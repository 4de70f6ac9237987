//! Loading and saving `~/.trailmap/config.ini`.

use std::path::{Path, PathBuf};

use ini::Ini;
use thiserror::Error;
use tracing::debug;

use super::settings::ConfigFile;

/// Configuration file errors.
#[derive(Debug, Error)]
pub enum ConfigFileError {
    /// Failed to read or parse the file
    #[error("Failed to read config file: {0}")]
    ReadError(#[from] ini::Error),

    /// Failed to write the file
    #[error("Failed to write config file: {0}")]
    WriteError(String),

    /// A key holds a value that cannot be used
    #[error("Invalid configuration: {section}.{key} = '{value}' - {reason}")]
    InvalidValue {
        section: String,
        key: String,
        value: String,
        reason: String,
    },

    /// Failed to create the config directory
    #[error("Failed to create config directory: {0}")]
    DirectoryError(std::io::Error),
}

impl ConfigFile {
    /// Load from `~/.trailmap/config.ini`, or defaults if it does not exist.
    pub fn load() -> Result<Self, ConfigFileError> {
        Self::load_from(&config_file_path())
    }

    /// Load from `path`, or defaults if it does not exist.
    pub fn load_from(path: &Path) -> Result<Self, ConfigFileError> {
        if !path.exists() {
            debug!(path = %path.display(), "No config file, using defaults");
            return Ok(Self::default());
        }

        let ini = Ini::load_from_file(path)?;
        super::parser::parse_ini(&ini)
    }

    /// Save to `~/.trailmap/config.ini`.
    pub fn save(&self) -> Result<(), ConfigFileError> {
        self.save_to(&config_file_path())
    }

    /// Save to `path`, creating parent directories as needed.
    pub fn save_to(&self, path: &Path) -> Result<(), ConfigFileError> {
        if let Some(parent) = path.parent() {
            std::fs::create_dir_all(parent).map_err(ConfigFileError::DirectoryError)?;
        }

        let content = super::writer::to_config_string(self);
        std::fs::write(path, content).map_err(|e| ConfigFileError::WriteError(e.to_string()))
    }
}

/// Config directory (`~/.trailmap`).
pub fn config_directory() -> PathBuf {
    dirs::home_dir()
        .unwrap_or_else(|| PathBuf::from("."))
        .join(".trailmap")
}

/// Config file path (`~/.trailmap/config.ini`).
pub fn config_file_path() -> PathBuf {
    config_directory().join("config.ini")
}
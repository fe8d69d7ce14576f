//! Error types for the md2zim library.

use thiserror::Error;

/// Result type alias for this library.
pub type Result<T> = std::result::Result<T, Error>;

/// Main error type for the library.
#[derive(Debug, Error)]
pub enum Error {
    #[error("Storage error: {0}")]
    Storage(#[from] StorageError),

    #[error("Configuration error: {0}")]
    Config(#[from] ConfigError),

    #[error("Conversion error: {0}")]
    Convert(#[from] ConvertError),

    #[error("IO error: {0}")]
    Io(#[from] std::io::Error),
}

/// Errors raised by the file collaborators around the engine.
#[derive(Debug, Error)]
pub enum StorageError {
    #[error("Input file not found: {0}")]
    InputNotFound(String),

    #[error("Failed to write {path}: {message}")]
    Write { path: String, message: String },
}

/// Errors in user-supplied configuration.
#[derive(Debug, Error)]
pub enum ConfigError {
    #[error("Invalid configuration: {0}")]
    Invalid(String),

    #[error("Invalid TOML in {path}: {message}")]
    Toml { path: String, message: String },
}

/// Errors that occur inside the conversion engine.
///
/// `StructuralLimit` never reaches callers of [`crate::convert`]: the pass
/// that hits it leaves the offending construct as plain text.
#[derive(Debug, Error)]
pub enum ConvertError {
    #[error("Nesting deeper than {limit} levels")]
    StructuralLimit { limit: usize },

    #[error("Failed to compile pattern: {0}")]
    Pattern(String),
}

impl From<regex::Error> for Error {
    fn from(err: regex::Error) -> Self {
        Error::Convert(ConvertError::Pattern(err.to_string()))
    }
}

-*-*-

TASK STATEMENT: All the records are to be transcribed exactly, with no line missing.

ANSWER TO THE EXERCISE:
repository 4de70f6ac9237987
//! Loading and saving `~/.trailmap/config.ini`.

use std::path::{Path, PathBuf};

use ini::Ini;
use thiserror::Error;
use tracing::debug;

use super::settings::ConfigFile;

/// Configuration file errors.
#[derive(Debug, Error)]
pub enum ConfigFileError {
    /// Failed to read or parse the file
    #[error("Failed to read config file: {0}")]
    ReadError(#[from] ini::Error),

    /// Failed to write the file
    #[error("Failed to write config file: {0}")]
    WriteError(String),

    /// A key holds a value that cannot be used
    #[error("Invalid configuration: {section}.{key} = '{value}' - {reason}")]
    InvalidValue {
        section: String,
        key: String,
        value: String,
        reason: String,
    },

    /// Failed to create the config directory
    #[error("Failed to create config directory: {0}")]
    DirectoryError(std::io::Error),
}

impl ConfigFile {
    /// Load from `~/.trailmap/config.ini`, or defaults if it does not exist.
    pub fn load() -> Result<Self, ConfigFileError> {
        Self::load_from(&config_file_path())
    }

    /// Load from `path`, or defaults if it does not exist.
    pub fn load_from(path: &Path) -> Result<Self, ConfigFileError> {
        if !path.exists() {
            debug!(path = %path.display(), "No config file, using defaults");
            return Ok(Self::default());
        }

        let ini = Ini::load_from_file(path)?;
        super::parser::parse_ini(&ini)
    }

    /// Save to `~/.trailmap/config.ini`.
    pub fn save(&self) -> Result<(), ConfigFileError> {
        self.save_to(&config_file_path())
    }

    /// Save to `path`, creating parent directories as needed.
    pub fn save_to(&self, path: &Path) -> Result<(), ConfigFileError> {
        if let Some(parent) = path.parent() {
            std::fs::create_dir_all(parent).map_err(ConfigFileError::DirectoryError)?;
        }

        let content = super::writer::to_config_string(self);
        std::fs::write(path, content).map_err(|e| ConfigFileError::WriteError(e.to_string()))
    }
}

/// Config directory (`~/.trailmap`).
pub fn config_directory() -> PathBuf {
    dirs::home_dir()
        .unwrap_or_else(|| PathBuf::from("."))
        .join(".trailmap")
}

/// Config file path (`~/.trailmap/config.ini`).
pub fn config_file_path() -> PathBuf {
    config_directory().join("config.ini")
}
repository fe8d69d7ce14576f
//! Error types for the md2zim library.

use thiserror::Error;

/// Result type alias for this library.
pub type Result<T> = std::result::Result<T, Error>;

/// Main error type for the library.
#[derive(Debug, Error)]
pub enum Error {
    #[error("Storage error: {0}")]
    Storage(#[from] StorageError),

    #[error("Configuration error: {0}")]
    Config(#[from] ConfigError),

    #[error("Conversion error: {0}")]
    Convert(#[from] ConvertError),

    #[error("IO error: {0}")]
    Io(#[from] std::io::Error),
}

/// Errors raised by the file collaborators around the engine.
#[derive(Debug, Error)]
pub enum StorageError {
    #[error("Input file not found: {0}")]
    InputNotFound(String),

    #[error("Failed to write {path}: {message}")]
    Write { path: String, message: String },
}

/// Errors in user-supplied configuration.
#[derive(Debug, Error)]
pub enum ConfigError {
    #[error("Invalid configuration: {0}")]
    Invalid(String),

    #[error("Invalid TOML in {path}: {message}")]
    Toml { path: String, message: String },
}

/// Errors that occur inside the conversion engine.
///
/// `StructuralLimit` never reaches callers of [`crate::convert`]: the pass
/// that hits it leaves the offending construct as plain text.
#[derive(Debug, Error)]
pub enum ConvertError {
    #[error("Nesting deeper than {limit} levels")]
    StructuralLimit { limit: usize },

    #[error("Failed to compile pattern: {0}")]
    Pattern(String),
}

impl From<regex::Error> for Error {
    fn from(err: regex::Error) -> Self {
        Error::Convert(ConvertError::Pattern(err.to_string()))
    }
}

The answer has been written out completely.